— Description of the task —
How many lines in the entries below contain the string "UiThread"? Reply with the number only.

═════ Given data

//! Scopes bound one-to-one to toolkit windows.

use std::sync::{Arc, Weak};

use parking_lot::Mutex;
use tokio_util::sync::CancellationToken;

use super::Scope;
use crate::error::UiError;
use crate::scheduler::{UiScheduler, UiThread};
use crate::toolkit::{Widget, Window};

#[derive(Debug, Clone, Copy, PartialEq, Eq)]
enum CloseAction {
    /// Main window: closing it ends the UI thread.
    ExitApplication,
    Dispose,
}

/// A window together with the scope that owns its event pipelines.
///
/// A close request closes the scope first and disposes the window only
/// once every pipeline has ended, so no listener outlives its widget.
#[derive(Clone)]
pub struct WindowScope {
    scope: Scope,
    window: Window,
    ui: UiThread,
    closed: CancellationToken,
    owned: Arc<Mutex<Vec<WindowScope>>>,
    parent: Weak<Mutex<Vec<WindowScope>>>,
}

impl std::fmt::Debug for WindowScope {
    fn fmt(&self, f: &mut std::fmt::Formatter<'_>) -> std::fmt::Result {
        f.debug_struct("WindowScope")
            .field("window", &self.window)
            .field("scope", &self.scope)
            .field("closed", &self.is_closed())
            .finish()
    }
}

impl WindowScope {
    /// Open the application's main window.
    ///
    /// `build` runs on the UI thread and returns the window content; it may
    /// start pipelines on the passed scope. Closing the window shuts down
    /// `ui`.
    ///
    /// # Errors
    /// Returns [`UiError::SchedulerClosed`] if the UI thread has stopped.
    pub fn main_window<F>(ui: &UiThread, title: &str, build: F) -> Result<Self, UiError>
    where
        F: FnOnce(&WindowScope) -> anyhow::Result<Widget> + Send + 'static,
    {
        let scope = Scope::new(format!("main:{}", title), ui.handle().clone());
        Self::open(
            ui.clone(),
            scope,
            Window::frame(title),
            CloseAction::ExitApplication,
            Weak::new(),
            build,
        )
    }

    /// Secondary frame whose scope is a child of this one.
    pub fn frame<F>(&self, title: &str, build: F) -> Result<Self, UiError>
    where
        F: FnOnce(&WindowScope) -> anyhow::Result<Widget> + Send + 'static,
    {
        let scope = self.scope.child(format!("frame:{}", title));
        let frame = Self::open(
            self.ui.clone(),
            scope,
            Window::frame(title),
            CloseAction::Dispose,
            Arc::downgrade(&self.owned),
            build,
        )?;
        self.adopt(&frame);
        Ok(frame)
    }

    /// Dialog owned by this window, with a child scope.
    pub fn dialog<F>(&self, title: &str, modal: bool, build: F) -> Result<Self, UiError>
    where
        F: FnOnce(&WindowScope) -> anyhow::Result<Widget> + Send + 'static,
    {
        let scope = self.scope.child(format!("dialog:{}", title));
        let dialog = Self::open(
            self.ui.clone(),
            scope,
            Window::dialog(&self.window, title, modal),
            CloseAction::Dispose,
            Arc::downgrade(&self.owned),
            build,
        )?;
        self.adopt(&dialog);
        Ok(dialog)
    }

    fn open<F>(
        ui: UiThread,
        scope: Scope,
        window: Window,
        action: CloseAction,
        parent: Weak<Mutex<Vec<WindowScope>>>,
        build: F,
    ) -> Result<Self, UiError>
    where
        F: FnOnce(&WindowScope) -> anyhow::Result<Widget> + Send + 'static,
    {
        let window_scope = WindowScope {
            scope,
            window,
            ui,
            closed: CancellationToken::new(),
            owned: Arc::new(Mutex::new(Vec::new())),
            parent,
        };

        let closing = window_scope.clone();
        window_scope
            .window
            .on_closing(move || closing.begin_close(action));

        let builder = window_scope.clone();
        window_scope.ui.run(move || match build(&builder) {
            Ok(content) => {
                builder.window.set_content(content);
                builder.window.set_visible(true);
                tracing::info!(window = %builder.window.title(), "Window opened");
            }
            Err(err) => {
                tracing::error!(
                    window = %builder.window.title(),
                    error = %format!("{:#}", err),
                    "Window content failed to build"
                );
                builder.window.request_close();
            }
        })?;

        Ok(window_scope)
    }

    /// Track a child window until it closes. A child whose build already
    /// failed and disposed it is not tracked.
    fn adopt(&self, child: &WindowScope) {
        let mut owned = self.owned.lock();
        if !child.window.is_disposed() {
            owned.push(child.clone());
        }
    }

    fn begin_close(&self, action: CloseAction) {
        let this = self.clone();
        self.ui.handle().spawn(async move {
            this.scope.close().await;
            this.finish_close();
            tracing::info!(window = %this.window.title(), "Window closed");
            if action == CloseAction::ExitApplication {
                this.ui.shutdown();
            }
        });
    }

    /// Dispose this window and every window opened from it. Only called
    /// once the scope (and so every child scope) has closed.
    fn finish_close(&self) {
        let owned = std::mem::take(&mut *self.owned.lock());
        for child in owned {
            child.finish_close();
        }
        self.window.dispose();
        // Disposed before this lock is taken, so `adopt` cannot re-add it.
        if let Some(siblings) = self.parent.upgrade() {
            siblings
                .lock()
                .retain(|sibling| !Arc::ptr_eq(&sibling.owned, &self.owned));
        }
        self.closed.cancel();
    }

    pub fn scope(&self) -> &Scope {
        &self.scope
    }

    pub fn window(&self) -> &Window {
        &self.window
    }

    pub fn ui(&self) -> &UiThread {
        &self.ui
    }

    /// Ask the window to close, as if the user clicked its close button.
    pub fn request_close(&self) {
        self.window.request_close();
    }

    /// Frames and dialogs opened from this window that are still open.
    pub fn open_children(&self) -> usize {
        self.owned.lock().len()
    }

    pub fn is_closed(&self) -> bool {
        self.closed.is_cancelled()
    }

    /// Resolves once the scope has closed and the window is disposed.
    pub async fn closed(&self) {
        self.closed.cancelled().await;
    }
}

══════════

— Answer —
5